After about a week of testing the cleaning technology, I concluded that there are practical ways to integrate these gadgets into our lives. Here is a guide.
The Dyson laser vacuum cleaner
The V15 Detect, unveiled last year, is Dyson’s latest stick vacuum. Getting started is simple: you charge the battery, attach a cleaning head to the stick and press a button.
The device comes with seven cleaning heads to suck up dust and dirt on hardwood floors, carpets, and small areas like crevices. The hardwood roller attachment is the one with the laser. This makes night vacuuming a thing – the darker it is, the more visible the laser is. A rug attachment includes a hair clipper for slicing hair, reducing the need for maintenance on the head.
Stick vacuums are popular because of their light weight and cordless mobility, which makes cleaning less hassle than moving a corded upright vacuum. Typically, though, sticks have served as a secondary cleaner to a full-size vacuum due to their short battery life and relatively weak suction.
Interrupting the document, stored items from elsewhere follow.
//! Static signing credentials.
//!
//! [`Credentials`] is created once at startup and passed by reference to every
//! signing call. Nothing in this crate reads the process environment.

use std::fmt;

use crate::error::AuthError;

/// An access key id / secret access key pair.
///
/// Both fields are guaranteed non-empty. The secret never appears in `Debug`
/// output.
///
/// # Examples
///
/// ```
/// use mpupload_auth::Credentials;
///
/// let creds = Credentials::new("AKID", "secret").unwrap();
/// assert_eq!(creds.access_key_id(), "AKID");
/// assert!(!format!("{creds:?}").contains("secret"));
///
/// assert!(Credentials::new("", "secret").is_err());
/// ```
#[derive(Clone, PartialEq, Eq)]
pub struct Credentials {
    access_key_id: String,
    secret_access_key: String,
}

impl Credentials {
    /// Create credentials, rejecting empty fields.
    ///
    /// # Errors
    ///
    /// Returns [`AuthError::EmptyCredential`] if either value is empty or blank.
    pub fn new(
        access_key_id: impl Into<String>,
        secret_access_key: impl Into<String>,
    ) -> Result<Self, AuthError> {
        let access_key_id = access_key_id.into();
        let secret_access_key = secret_access_key.into();

        if access_key_id.trim().is_empty() {
            return Err(AuthError::EmptyCredential("access key id"));
        }
        if secret_access_key.trim().is_empty() {
            return Err(AuthError::EmptyCredential("secret access key"));
        }

        Ok(Self {
            access_key_id,
            secret_access_key,
        })
    }

    /// The access key id placed in the credential scope.
    #[must_use]
    pub fn access_key_id(&self) -> &str {
        &self.access_key_id
    }

    /// The secret used to seed the signing key derivation.
    #[must_use]
    pub fn secret_access_key(&self) -> &str {
        &self.secret_access_key
    }
}

impl fmt::Debug for Credentials {
    fn fmt(&self, f: &mut fmt::Formatter<'_>) -> fmt::Result {
        f.debug_struct("Credentials")
            .field("access_key_id", &self.access_key_id)
            .field("secret_access_key", &"<redacted>")
            .finish()
    }
}
impl TerrainType {
    /// All terrain types
    pub const ALL: [TerrainType; 6] = [
        TerrainType::Hills,
        TerrainType::Forest,
        TerrainType::Mountains,
        TerrainType::Fields,
        TerrainType::Pasture,
        TerrainType::Desert,
    ];

    /// The resource this terrain yields.
    ///
    /// An explicit total mapping; terrain and resource variants are
    /// independent enumerations and must never be related by discriminant.
    pub fn resource(self) -> ResourceType {
        match self {
            TerrainType::Hills => ResourceType::Brick,
            TerrainType::Forest => ResourceType::Lumber,
            TerrainType::Mountains => ResourceType::Ore,
            TerrainType::Fields => ResourceType::Grain,
            TerrainType::Pasture => ResourceType::Wool,
            TerrainType::Desert => ResourceType::Trash,
        }
    }

    /// Display name
    pub fn name(&self) -> &'static str {
        match self {
            TerrainType::Hills => "Hills",
            TerrainType::Forest => "Forest",
            TerrainType::Mountains => "Mountains",
            TerrainType::Fields => "Fields",
            TerrainType::Pasture => "Pasture",
            TerrainType::Desert => "Desert",
        }
    }
}

/// Resource types yielded by tiles
#[derive(Debug, Clone, Copy, PartialEq, Eq, Hash, Serialize, Deserialize)]
pub enum ResourceType {
    Brick,
    Lumber,
    Ore,
    Grain,
    Wool,
    /// Desert yield; counted but worthless
    Trash,
}

/// Stable handle to an intersection in the board's store
#[derive(Debug, Clone, Copy, PartialEq, Eq, Hash, Serialize, Deserialize)]
#[serde(transparent)]
pub struct IntersectionId(usize);

impl IntersectionId {
    /// Index into the intersection store
    pub fn index(&self) -> usize {
        self.0
    }
}

/// Stable handle to a path in the board's store
#[derive(Debug, Clone, Copy, PartialEq, Eq, Hash, Serialize, Deserialize)]
#[serde(transparent)]
pub struct PathId(usize);

impl PathId {
    /// Index into the path store
    pub fn index(&self) -> usize {
        self.0
    }
}

/// A corner shared by up to 3 tiles; the placement site for a settlement
#[derive(Debug, Clone, Copy, PartialEq, Eq, Serialize, Deserialize)]
pub struct Intersection {
    /// Position on the shared grid
    pub coord: GridCoord,
    /// Owning civilization, if settled
    pub owner: Option<CivId>,
}

/// An edge between two intersections; the placement site for a road
#[derive(Debug, Clone, Copy, PartialEq, Eq, Serialize, Deserialize)]
pub struct Path {
    pub a: IntersectionId,
    pub b: IntersectionId,
    /// Owning civilization, if claimed
    pub owner: Option<CivId>,
}

/// A single hex tile
#[derive(Debug, Clone, Copy, PartialEq, Eq, Serialize, Deserialize)]
pub struct Tile {
    /// Head (top-left reference) coordinate
    pub head: GridCoord,
    /// Terrain type
    pub terrain: TerrainType,
    /// Dice number that triggers production (2-12, 0 for desert)
    pub roll_number: u8,
    /// The six corner intersections, clockwise from the head
    pub corners: [IntersectionId; 6],
}

/// Errors from board construction and placement
#[derive(Debug, Clone, Copy, PartialEq, Eq, Error, Serialize, Deserialize)]
pub enum BoardError {
    #[error("coordinate ({x}, {y}) is outside the intersection grid")]
    InvalidCoordinate { x: i32, y: i32 },

    #[error("already owned by another civilization")]
    AlreadyOwned,

    #[error("terrain pool exhausted before all tiles were assigned")]
    EmptyTerrainPool,

    #[error("roll sequence exhausted before all non-desert tiles were assigned")]
    RollSequenceExhausted,

    #[error("layout has {terrain} terrain entries for {tiles} tiles")]
    LayoutMismatch { tiles: usize, terrain: usize },

    #[error("no such intersection")]
    UnknownIntersection,

    #[error("no such path")]
    UnknownPath,
}

/// Board generation input: head locations, terrain multiset, roll sequence.
///
/// `Default` is the reference layout. The terrain pool must have one entry
/// per head and the roll sequence one entry per non-desert pool entry.
#[derive(Debug, Clone, Serialize, Deserialize)]
pub struct BoardLayout {
    pub heads: Vec<GridCoord>,
    pub terrain_pool: Vec<TerrainType>,
    pub roll_sequence: Vec<u8>,
}

impl BoardLayout {
    /// The fixed reference layout: 19 tiles, the standard terrain multiset
    /// (4 Forest, 4 Pasture, 4 Fields, 3 Hills, 3 Mountains, 1 Desert), and
    /// the fixed 18-entry roll sequence.
    pub fn standard() -> Self {
        use TerrainType::*;
        Self {
            heads: TILE_HEAD_LOCATIONS.to_vec(),
            terrain_pool: vec![
                Forest, Forest, Forest, Forest, Pasture, Pasture, Pasture, Pasture, Fields,
                Fields, Fields, Fields, Hills, Hills, Hills, Mountains, Mountains, Mountains,
                Desert,
            ],
            roll_sequence: ROLL_SEQUENCE.to_vec(),
        }
    }
}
I can confirm that the stick vacuum has come a long way. The V15 Detect has a noticeably more powerful motor, with stronger suction, than my Dyson V6 stick vacuum, released in 2015. Its battery lasted about 40 minutes before needing a charge, enough time to get through my modest-sized house. (My V6 lasted about 15 minutes.)
Finally, the Dyson’s suction wasn’t as strong as my extremely powerful Miele vacuum. But after two weeks of vacuuming hardwood floors and carpets with the stick, I didn’t feel the need to plug in the full-size vacuum.
The Roomba J7+, the $850 robot vacuum and the Braava Jet M6, the $450 robot mop, both from iRobot, take some getting used to. The devices rely on cameras, sensors and artificial intelligence to create a map of your home. Once a map is created, you can label each room and tell robots to clean specific areas or clean everywhere.